SUPPLY CONVOY SIDETRACKED

Several hours earlier, around noon, a supply column consisting of five LVTs and three flame tanks, was dispatched to bring ammunition, water, and other essentials to Company I of the 3/3. At some point in the tangled network of trails and tracks that webbed around the multiple hamlets, the convoy made a wrong turn. With a tank in the lead, closely followed by an AmTrac, the rumbling formation found itself moving along a narrow trail with a rice paddy to one side and an impenetrable wall of foliage to the other.

With shocking suddenness, a barrage of grenade and recoilless rifle fire erupted against the vehicles. The convoy was attacked from both sides, and many of the vehicles suffered hits and damage. Backing into the hedgerow and thicket, the vehicles brought their weapons to bear across the rice paddy. Savage fire continued to erupt from all sides, and the Marines suffered numerous casualties.
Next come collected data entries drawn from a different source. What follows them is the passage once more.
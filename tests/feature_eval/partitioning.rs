//! Partitioning invariants checked through the public folds API, plus
//! time-split evaluation end to end.

use std::collections::HashSet;

use boosters_eval::data::{DatasetView, ObjectsGrouping, SamplingUnit};
use boosters_eval::eval::{FeatureEvalOptions, FeatureEvaluator};
use boosters_eval::folds::{find_quantile_timestamp, make_folds, Partitioning};
use boosters_eval::EvalError;
use proptest::prelude::*;

use crate::common::{grouped_dataset, metrics, regression_dataset, stump_trainer, STRONG};

/// `n_groups` groups of varying size; group `g` has timestamp `g / 2`.
fn timed_groups(n_groups: u32) -> (ObjectsGrouping, Vec<u64>) {
    let sizes: Vec<u32> = (0..n_groups).map(|g| 1 + g % 3).collect();
    let grouping = ObjectsGrouping::from_sizes(&sizes).unwrap();
    let timestamps = sizes
        .iter()
        .enumerate()
        .flat_map(|(g, &size)| std::iter::repeat((g / 2) as u64).take(size as usize))
        .collect();
    (grouping, timestamps)
}

#[test]
fn time_split_trains_before_and_tests_after_quantile() {
    let (grouping, timestamps) = timed_groups(40);
    let quantile = 0.75;
    let partitioning = Partitioning::TimeSplit {
        unit: SamplingUnit::Group,
        fold_size: 5,
        offset: 1,
        fold_count: 3,
        quantile,
    };
    let folds = make_folds(&grouping, Some(&timestamps), &partitioning).unwrap();
    let cutoff = find_quantile_timestamp(&grouping, &timestamps, quantile).unwrap();

    assert_eq!(folds.len(), 3);
    let shared_test = &folds[0].test;
    assert!(!shared_test.is_empty());

    let mut seen_train = HashSet::new();
    for fold in &folds {
        assert_eq!(&fold.test, shared_test);
        assert!(fold.train.iter().all(|&o| timestamps[o as usize] <= cutoff));
        assert!(fold.test.iter().all(|&o| timestamps[o as usize] > cutoff));
        // Training blocks are disjoint and hold whole groups.
        assert!(fold.train.iter().all(|&o| seen_train.insert(o)));
        let groups: HashSet<u32> = fold.train.iter().map(|&o| grouping.group_of(o)).collect();
        assert_eq!(groups.len(), 5);
        let objects: usize = groups.iter().map(|&g| grouping.group(g).len() as usize).sum();
        assert_eq!(objects, fold.train.len());
    }
}

#[test]
fn time_split_evaluation_runs_on_timestamped_groups() {
    let options = FeatureEvalOptions::builder()
        .features_to_evaluate(vec![vec![STRONG]])
        .fold_size_unit(SamplingUnit::Group)
        .fold_size(8)
        .fold_count(3)
        .time_split_quantile(0.8)
        .shuffle(false)
        .build()
        .unwrap();
    let summary = FeatureEvaluator::new(stump_trainer(6), metrics(), options)
        .with_n_threads(1)
        .evaluate(&grouped_dataset(50, 4, true, 31))
        .unwrap();
    assert_eq!(summary.best_baseline_iterations(0).len(), 3);
    assert_eq!(summary.best_metrics(true, 0)[0].len(), 3);
}

#[test]
fn time_split_requires_groups() {
    let dataset = regression_dataset(100, 32).with_timestamps((0..100).collect()).unwrap();
    let options = FeatureEvalOptions::builder().fold_size(10).fold_count(2).build().unwrap();
    let err = FeatureEvaluator::new(stump_trainer(6), metrics(), options)
        .evaluate(&dataset)
        .unwrap_err();
    assert!(matches!(err, EvalError::Config(msg) if msg.contains("requires dataset with groups")));
}

#[test]
fn group_folds_keep_groups_whole() {
    let dataset = grouped_dataset(30, 3, false, 33);
    let partitioning = Partitioning::FixedSize {
        unit: SamplingUnit::Object,
        fold_size: 10,
        offset: 0,
        fold_count: 3,
    };
    let folds = make_folds(dataset.grouping(), None, &partitioning).unwrap();
    for fold in &folds {
        // Ten objects round up to whole groups of three.
        assert_eq!(fold.test.len(), 12);
        let groups: HashSet<u32> = fold.test.iter().map(|&o| dataset.grouping().group_of(o)).collect();
        assert!(fold.train.iter().all(|&o| !groups.contains(&dataset.grouping().group_of(o))));
    }
}

proptest! {
    #[test]
    fn fixed_size_folds_partition_objects(
        n_objects in 20u32..200,
        fold_size in 1u32..20,
        offset in 0u32..3,
    ) {
        let grouping = ObjectsGrouping::trivial(n_objects);
        let disjoint = n_objects / fold_size;
        prop_assume!(disjoint > offset);
        let fold_count = disjoint - offset;
        let partitioning = Partitioning::FixedSize {
            unit: SamplingUnit::Object,
            fold_size,
            offset,
            fold_count,
        };
        let folds = make_folds(&grouping, None, &partitioning).unwrap();
        prop_assert_eq!(folds.len() as u32, fold_count);

        let mut seen_test = HashSet::new();
        for fold in &folds {
            prop_assert_eq!(fold.test.len() as u32, fold_size);
            prop_assert!(fold.test.iter().all(|&o| seen_test.insert(o)));
            prop_assert_eq!(fold.train.len() + fold.test.len(), n_objects as usize);
            let test: HashSet<u32> = fold.test.iter().copied().collect();
            prop_assert!(fold.train.iter().all(|o| !test.contains(o)));
        }
    }

    #[test]
    fn offset_selects_later_blocks(n_objects in 30u32..120, fold_size in 2u32..10) {
        let grouping = ObjectsGrouping::trivial(n_objects);
        let disjoint = n_objects / fold_size;
        let all = make_folds(&grouping, None, &Partitioning::FixedSize {
            unit: SamplingUnit::Object,
            fold_size,
            offset: 0,
            fold_count: disjoint,
        }).unwrap();
        let shifted = make_folds(&grouping, None, &Partitioning::FixedSize {
            unit: SamplingUnit::Object,
            fold_size,
            offset: 2,
            fold_count: disjoint - 2,
        }).unwrap();
        prop_assert_eq!(&all[2..], &shifted[..]);
    }
}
It quickly began to appear as if the whole detachment would be overrun. Unfortunately, the radio operator in one of the LVTs who was calling for help kept his microphone talk button depressed for a very long time, thwarting any and all attempts by HQ to get an exact fix on the besieged position.
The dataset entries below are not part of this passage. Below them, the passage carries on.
//! Error types for feature evaluation.
//!
//! Every error is fatal to the evaluation run. The checkpoint mechanism is
//! the only recovery path, so nothing here is retried.

use thiserror::Error;

use crate::eval::snapshot::SnapshotError;

/// Errors produced by the evaluation core.
#[derive(Debug, Error)]
pub enum EvalError {
    /// Invalid options, unsupported mode combinations or bad data geometry.
    #[error("configuration error: {0}")]
    Config(String),

    /// An internal invariant was violated. Indicates a bug, not bad input.
    #[error("internal error: {0}")]
    Internal(String),

    /// The dataset or memory budget cannot support the requested work.
    #[error("resource error: {0}")]
    Resource(String),

    /// Snapshot could not be written or read back.
    #[error("snapshot error: {0}")]
    Snapshot(#[from] SnapshotError),

    /// I/O error outside of snapshot handling.
    #[error("I/O error: {0}")]
    Io(#[from] std::io::Error),
}

impl From<ConfigError> for EvalError {
    fn from(e: ConfigError) -> Self {
        Self::Config(e.to_string())
    }
}

/// Validation errors raised by option and parameter builders.
#[derive(Debug, Clone, PartialEq, Error)]
pub enum ConfigError {
    #[error("learning_rate must be positive, got {0}")]
    InvalidLearningRate(f32),
    #[error("{field} must be at least 1")]
    NotPositive { field: &'static str },
    #[error("{field} must be in (0, 1], got {value}")]
    InvalidRatio { field: &'static str, value: f64 },
    #[error("{field} must be non-negative, got {value}")]
    InvalidRegularization { field: &'static str, value: f32 },
    #[error("time_split_quantile must be in [0, 1], got {0}")]
    InvalidQuantile(f64),
    #[error("feature set {0} is empty")]
    EmptyFeatureSet(usize),
    #[error("Feature evaluation requires inverted cross-validation")]
    UnsupportedCrossValidation,
    #[error("offset must be 0 in cross-validation mode, got {0}")]
    OffsetWithCrossValidation(u32),
}

/// Result alias used throughout the crate.
pub type Result<T, E = EvalError> = std::result::Result<T, E>;

/// Return a [`EvalError::Config`] unless `cond` holds.
macro_rules! ensure_config {
    ($cond:expr, $($arg:tt)+) => {
        if !$cond {
            return Err($crate::error::EvalError::Config(format!($($arg)+)));
        }
    };
}

/// Return a [`EvalError::Internal`] unless `cond` holds.
macro_rules! ensure_internal {
    ($cond:expr, $($arg:tt)+) => {
        if !$cond {
            return Err($crate::error::EvalError::Internal(format!($($arg)+)));
        }
    };
}

pub(crate) use ensure_config;
pub(crate) use ensure_internal;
The convoy CO, 1st Lieutenant Robert Cochran, did a remarkable job in organizing the lumbering vehicles into as much of a defensive position as possible, losing his life in the process. Staff Sergeant Jack Morino took over command, and held up the morale of the surrounded unit as the hours of daylight slipped away and it began to be clear that no relief would be forthcoming.

This was not for lack of effort, however. As Colonel Peatross, in the regimental CP (command post) followed the course of the battle, he feared that a major enemy counterattack was developing. This initiative suggested an enemy poised to drive a wedge between the supply convoy and the still-beleaguered Company H 2/4. (Peatross would later speculate that the ambushing VC force had been mustering to attack Company H, but that attack was disrupted by the inadvertent appearance of the supply convoy in the midst of the enemy position.)
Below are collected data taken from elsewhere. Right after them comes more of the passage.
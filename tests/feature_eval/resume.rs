//! Checkpoint and resume: an interrupted run restarted from its snapshot must
//! produce the same summary as an uninterrupted run.

use std::fs;

use boosters_eval::eval::{
    load_snapshot, FeatureEvalMode, FeatureEvalOptions, FeatureEvaluationSummary, FeatureEvaluator, OutputOptions,
};
use boosters_eval::EvalError;
use rstest::rstest;

use crate::common::{metrics, regression_dataset, stump_trainer, CountingTrainer, STRONG, WEAK};

const N_ITERATIONS: u32 = 6;

/// Two unshared baselines and two testing groups of three folds.
fn one_vs_others() -> FeatureEvalOptions {
    FeatureEvalOptions::builder()
        .features_to_evaluate(vec![vec![STRONG], vec![WEAK]])
        .mode(FeatureEvalMode::OneVsOthers)
        .fold_size(20)
        .fold_count(3)
        .seed(5)
        .build()
        .unwrap()
}

/// Shared baseline over two fold ranges: offset 3 of 5 disjoint folds leaves
/// two folds for the first range and two for the next.
fn one_vs_none_two_ranges() -> FeatureEvalOptions {
    FeatureEvalOptions::builder()
        .features_to_evaluate(vec![vec![STRONG], vec![WEAK]])
        .mode(FeatureEvalMode::OneVsNone)
        .fold_size(20)
        .offset(3)
        .fold_count(4)
        .seed(9)
        .build()
        .unwrap()
}

fn uninterrupted(options: &FeatureEvalOptions) -> FeatureEvaluationSummary {
    FeatureEvaluator::new(stump_trainer(N_ITERATIONS), metrics(), options.clone())
        .with_n_threads(1)
        .evaluate(&regression_dataset(100, 21))
        .unwrap()
}

#[rstest]
#[case::first_training(one_vs_others(), 1, 12)]
#[case::inside_baseline(one_vs_others(), 2, 12)]
#[case::first_testing(one_vs_others(), 4, 12)]
#[case::second_set(one_vs_others(), 8, 12)]
#[case::last_training(one_vs_others(), 12, 12)]
#[case::shared_first_range(one_vs_none_two_ranges(), 5, 12)]
#[case::shared_second_range(one_vs_none_two_ranges(), 9, 12)]
fn resume_matches_uninterrupted_run(
    #[case] options: FeatureEvalOptions,
    #[case] fail_at: u32,
    #[case] total_trainings: u32,
) {
    let dir = tempfile::tempdir().unwrap();
    let output = OutputOptions {
        snapshot_path: Some(dir.path().join("eval.snapshot")),
        ..Default::default()
    };
    let dataset = regression_dataset(100, 21);

    let interrupted = FeatureEvaluator::new(
        CountingTrainer::failing_at(stump_trainer(N_ITERATIONS), fail_at),
        metrics(),
        options.clone(),
    )
    .with_output(output.clone())
    .with_n_threads(1);
    let err = interrupted.evaluate(&dataset).unwrap_err();
    assert!(matches!(err, EvalError::Internal(msg) if msg.contains("interrupted")));

    let resumed = FeatureEvaluator::new(CountingTrainer::new(stump_trainer(N_ITERATIONS)), metrics(), options.clone())
        .with_output(output)
        .with_n_threads(1);
    let summary = resumed.evaluate(&dataset).unwrap();

    assert_eq!(resumed.trainer().calls(), total_trainings - (fail_at - 1));
    assert_eq!(summary, uninterrupted(&options));
}

/// Concurrent folds are committed in fold order, so an interruption keeps
/// exactly the folds before the failed one.
#[rstest]
#[case::first_fold(0, 1, 12)]
#[case::last_fold_of_first_group(2, 1, 12 - 2)]
#[case::second_set_baseline(1, 3, 12 - 7)]
fn resume_after_parallel_folds_matches_sequential_run(
    #[case] fold_idx: u32,
    #[case] nth: u32,
    #[case] retrained: u32,
) {
    let dir = tempfile::tempdir().unwrap();
    let output = OutputOptions {
        snapshot_path: Some(dir.path().join("eval.snapshot")),
        ..Default::default()
    };
    let mut options = one_vs_others();
    options.parallel_folds = true;
    let dataset = regression_dataset(100, 21);

    let err = FeatureEvaluator::new(
        CountingTrainer::failing_on_fold(stump_trainer(N_ITERATIONS), fold_idx, nth),
        metrics(),
        options.clone(),
    )
    .with_output(output.clone())
    .with_n_threads(4)
    .evaluate(&dataset)
    .unwrap_err();
    assert!(matches!(err, EvalError::Internal(msg) if msg.contains("interrupted")));

    let resumed = FeatureEvaluator::new(CountingTrainer::new(stump_trainer(N_ITERATIONS)), metrics(), options)
        .with_output(output)
        .with_n_threads(4);
    let summary = resumed.evaluate(&dataset).unwrap();

    assert_eq!(resumed.trainer().calls(), retrained);
    assert_eq!(summary, uninterrupted(&one_vs_others()));
}

#[test]
fn completed_snapshot_trains_nothing_again() {
    let dir = tempfile::tempdir().unwrap();
    let output = OutputOptions {
        snapshot_path: Some(dir.path().join("eval.snapshot")),
        ..Default::default()
    };
    let options = one_vs_others();
    let dataset = regression_dataset(100, 21);

    let first = FeatureEvaluator::new(stump_trainer(N_ITERATIONS), metrics(), options.clone())
        .with_output(output.clone())
        .evaluate(&dataset)
        .unwrap();

    let rerun = FeatureEvaluator::new(CountingTrainer::new(stump_trainer(N_ITERATIONS)), metrics(), options)
        .with_output(output);
    assert_eq!(rerun.evaluate(&dataset).unwrap(), first);
    assert_eq!(rerun.trainer().calls(), 0);
}

#[test]
fn snapshot_holds_last_completed_fold() {
    let dir = tempfile::tempdir().unwrap();
    let path = dir.path().join("eval.snapshot");
    let output = OutputOptions {
        snapshot_path: Some(path.clone()),
        ..Default::default()
    };
    let options = one_vs_others();

    FeatureEvaluator::new(CountingTrainer::failing_at(stump_trainer(N_ITERATIONS), 5), metrics(), options.clone())
        .with_output(output)
        .with_n_threads(1)
        .evaluate(&regression_dataset(100, 21))
        .unwrap_err();

    // Baseline folds 0..3 and testing fold 0 of set 0 completed.
    let snapshot = load_snapshot(&path).unwrap();
    let marker = snapshot.marker.unwrap();
    assert_eq!(
        (marker.fold_range_begin, marker.feature_set_idx, marker.is_test, marker.fold_idx),
        (0, 0, true, 0)
    );
    assert_eq!(snapshot.options, options);
    assert_eq!(snapshot.summary.metrics_history(false, 0).len(), 3);
    assert_eq!(snapshot.summary.metrics_history(true, 0).len(), 1);

    // Atomic replacement leaves no temporary files behind.
    assert_eq!(fs::read_dir(dir.path()).unwrap().count(), 1);
}

#[test]
fn changed_options_are_rejected_on_resume() {
    let dir = tempfile::tempdir().unwrap();
    let output = OutputOptions {
        snapshot_path: Some(dir.path().join("eval.snapshot")),
        ..Default::default()
    };
    let dataset = regression_dataset(100, 21);

    FeatureEvaluator::new(CountingTrainer::failing_at(stump_trainer(N_ITERATIONS), 3), metrics(), one_vs_others())
        .with_output(output.clone())
        .evaluate(&dataset)
        .unwrap_err();

    let mut changed = one_vs_others();
    changed.fold_count = 4;
    let err = FeatureEvaluator::new(stump_trainer(N_ITERATIONS), metrics(), changed)
        .with_output(output)
        .evaluate(&dataset)
        .unwrap_err();
    assert!(matches!(err, EvalError::Config(msg) if msg.contains("differ from options in snapshot")));
}

#[test]
fn corrupted_snapshot_is_a_snapshot_error() {
    let dir = tempfile::tempdir().unwrap();
    let path = dir.path().join("eval.snapshot");
    let output = OutputOptions {
        snapshot_path: Some(path.clone()),
        ..Default::default()
    };
    let dataset = regression_dataset(100, 21);

    FeatureEvaluator::new(CountingTrainer::failing_at(stump_trainer(N_ITERATIONS), 3), metrics(), one_vs_others())
        .with_output(output.clone())
        .evaluate(&dataset)
        .unwrap_err();

    let mut bytes = fs::read(&path).unwrap();
    let last = bytes.len() - 1;
    bytes[last] ^= 0xFF;
    fs::write(&path, bytes).unwrap();

    let err = FeatureEvaluator::new(stump_trainer(N_ITERATIONS), metrics(), one_vs_others())
        .with_output(output)
        .evaluate(&dataset)
        .unwrap_err();
    assert!(matches!(err, EvalError::Snapshot(_)));
}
Only one tank remained available for the relieving force, so the big M48 would take the lead of a new column that also included several Ontos and flame tanks. The weary neo-veterans of Company I, still under the command of 1st Lieutenant Purnell, had just returned to the regimental CP after their fierce fighting in the An Cuong (2) area. Since they had already fought through the terrain that the relief column would need to traverse, they were ordered back into the fray as the infantry component of the hastily assembled column.

A little after 1300, the file of armored vehicles, with Company I Marines riding atop the tank and Ontos, and inside the huge LVTs, moved out swiftly. Major Andrew Comer, executive officer of the 3/3 Battalion, commanded. Quickly traversing the coastal zone, the column rolled to the top of Hill 30 without notable opposition. As soon as the tank came over the crest, however, it took a hit from a recoilless rifle round and thudded to a stop. A fresh barrage of mortar and machine-gun fire lashed at the formation from both sides, almost immediately inflicting two dozen Marine casualties, including five dead. Airstrikes and artillery barrages in support of the column commenced almost immediately as Major Comer called in the support arms.

The pounding of guns, bombs, and rockets forced the VC to hunker down to a certain extent, but it did not eliminate the threat. Comer sent Company I forward to sweep through An Cuong (2), the hamlet where the company captain had perished just a few hours before. A detachment of riflemen, together with the disabled vehicles, remained behind to protect the wounded until choppers could arrive to evacuate them.

Entering the village again, initially finding only light opposition, the men of Company I encountered the two squads of their comrades who had been detached in the mission to protect the downed Huey. Those Marines were still accompanied by the platoon from H Company that had gotten separated during the withdrawal to LZ Blue. Comer sent the two squads of I Company back to Hill 30, the summit of which they reached after a stiff firefight; there they were evacuated with the wounded when the choppers began to arrive, while the separated platoon of H Company remained with the reinforcement column.

Operation Starlite Battle Map

HISTORY AND MUSEUMS DIVISION, UNITED STATES MARINE CORPS

COMMITTING THE RESERVE

Colonel Peatross’s reserve was the special landing force (SLF) consisting of the 3rd Battalion of the 7th Marines—the 7th representing the third of the three regiments contributing a company or two to Starlite. They remained aboard ships, including the LPH Iwo Jima, but had arrived off the coast during the morning hours. Late in the afternoon Peatross ordered Company L of the 3/7 into the battle. Helicopters carried the Marines directly to the regimental CP, which had been established about a half mile inland from the initial landing beach, at 1730. Company L, under the command of Captain Ronald Clark, immediately moved westward under orders to reinforce Major Comer’s column and to continue the search for the still-lost, still-surrounded supply column. The command staff scraped up two tanks to accompany the fresh company.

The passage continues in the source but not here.